The Power of Labeling
Labeling is a powerful concept that I wish I remembered more often and mastered better.
There are many interpretations of the term labeling across many disciplines. At its very core, the idea of labeling is that of giving things a name. When we give an idea a name we make it tangible in people’s minds.
That is why legislators use catchy names. Patriot Act. Affordable Care Act. Freedom Bill. Same for all the acronym bills.
“There’s basically just more competition in Congress,” Jones said. “Legislators are fighting for media attention, attention from constituents. If they use evocative language as opposed to technical language, it’s more likely that constituents would pay attention to it.”
—What’s the strategy behind those catchy legislation titles?
A label acts as an anchor. Once you establish what the name refers to, you can use the label as the shortcut for that idea. Instead of repeating a complicated concept over time, you can label it “X”, and then get away by just saying “X”.

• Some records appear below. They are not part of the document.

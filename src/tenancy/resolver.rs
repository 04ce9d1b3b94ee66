//! Tenant resolution.
//!
//! A request is mapped to a tenant id by trying each [`Strategy`] in
//! [`Strategy::PRECEDENCE`] order; the first one that yields an id wins.
//! Explicit identifiers outrank inferred ones, and network-derived signals
//! outrank the principal's stored default.

use axum::http::{header::HOST, request::Parts};
use std::net::IpAddr;
use std::sync::Arc;
use tracing::debug;

use crate::config::TenancyConfig;
use crate::database::models::{Principal, Role, TenantId};
use crate::database::registry::RegistryStore;
use crate::tenancy::TenancyError;

#[derive(Debug, Clone, Copy, PartialEq, Eq)]
pub enum Strategy {
    /// `?tenantId=...`
    QueryParameter,
    /// `{subdomain}.example.com`, looked up in the subdomain index
    Subdomain,
    /// `/tenants/{id}/...`
    PathSegment,
    /// Owner's first tenant or member's first active assignment
    PrincipalDefault,
}

impl Strategy {
    pub const PRECEDENCE: [Strategy; 4] = [
        Strategy::QueryParameter,
        Strategy::Subdomain,
        Strategy::PathSegment,
        Strategy::PrincipalDefault,
    ];
}

pub struct TenantResolver {
    registry: Arc<dyn RegistryStore>,
    config: TenancyConfig,
}

impl TenantResolver {
    pub fn new(registry: Arc<dyn RegistryStore>, config: TenancyConfig) -> Self {
        Self { registry, config }
    }

    pub async fn resolve(&self, parts: &Parts, principal: &Principal) -> Result<TenantId, TenancyError> {
        for strategy in Strategy::PRECEDENCE {
            if let Some(tenant_id) = self.attempt(strategy, parts, principal).await? {
                debug!("Resolved tenant '{}' via {:?}", tenant_id, strategy);
                return Ok(tenant_id);
            }
        }
        Err(TenancyError::NoTenantResolvable)
    }

    /// Run a single strategy
    pub async fn attempt(
        &self,
        strategy: Strategy,
        parts: &Parts,
        principal: &Principal,
    ) -> Result<Option<TenantId>, TenancyError> {
        match strategy {
            Strategy::QueryParameter => Ok(query_tenant_id(parts, &self.config.query_param)),
            Strategy::Subdomain => {
                let Some(label) = subdomain_label(parts, &self.config.reserved_subdomains) else {
                    return Ok(None);
                };
                // An unknown subdomain falls through to the next strategy
                let tenant = self.registry.find_tenant_by_subdomain(&label).await?;
                Ok(tenant.map(|t| t.id))
            }
            Strategy::PathSegment => Ok(path_tenant_id(parts, &self.config.path_prefix)),
            Strategy::PrincipalDefault => self.default_tenant(principal).await,
        }
    }

    async fn default_tenant(&self, principal: &Principal) -> Result<Option<TenantId>, TenancyError> {
        match principal.role {
            Role::GlobalAdmin => Ok(None),
            Role::TenantOwner => {
                let owned = self.registry.tenants_owned_by(principal.id).await?;
                Ok(owned.into_iter().next().map(|t| t.id))
            }
            Role::TenantMember => {
                let assignments = self.registry.active_assignments(principal.id).await?;
                Ok(assignments.into_iter().next().map(|a| a.tenant_id))
            }
        }
    }
}

/// Tenant id from the query string, ignoring blank values
pub fn query_tenant_id(parts: &Parts, param: &str) -> Option<TenantId> {
    let query = parts.uri.query()?;
    url::form_urlencoded::parse(query.as_bytes())
        .find(|(key, _)| key == param)
        .map(|(_, value)| value.trim().to_string())
        .filter(|value| !value.is_empty())
        .map(TenantId::from)
}

/// Leftmost host label when the host has one in front of a registrable
/// domain (`shop.example.com`, `shop.localhost`). Ports and IP literals are
/// ignored, as are reserved labels like `www`.
pub fn subdomain_label(parts: &Parts, reserved: &[String]) -> Option<String> {
    let host = parts
        .headers
        .get(HOST)
        .and_then(|v| v.to_str().ok())
        .or_else(|| parts.uri.host())?;

    // Remove port if present
    let host = host.split(':').next().unwrap_or(host).trim_end_matches('.').to_ascii_lowercase();
    if host.is_empty() || host.parse::<IpAddr>().is_ok() {
        return None;
    }

    let labels: Vec<&str> = host.split('.').collect();
    let has_subdomain = labels.len() >= 3 || (labels.len() == 2 && labels[1] == "localhost");
    if !has_subdomain {
        return None;
    }

    let label = labels[0];
    if label.is_empty() || reserved.iter().any(|r| r.eq_ignore_ascii_case(label)) {
        return None;
    }
    Some(label.to_string())
}

/// `{id}` from the first `/{prefix}/{id}` pair in the path
pub fn path_tenant_id(parts: &Parts, prefix: &str) -> Option<TenantId> {
    let segments: Vec<&str> = parts.uri.path().split('/').filter(|s| !s.is_empty()).collect();
    segments
        .windows(2)
        .find(|pair| pair[0] == prefix)
        .map(|pair| TenantId::from(pair[1]))
}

But the magic of labels is not just that they are a time-saving shortcut. Labels also carry authority. We are biased to believe that concepts with a proper name are more likely to be reputable and valuable.
And the last thing about labels is that labels make ideas easier to become memes. If well chosen, a label is easy to remember (eg. a catchy name, a play of words, acronyms, etc).
The black-hat interpretation of labeling is using it to influence others to buy into your ideas.
The white-hat approach is to label initiatives to help materialized them.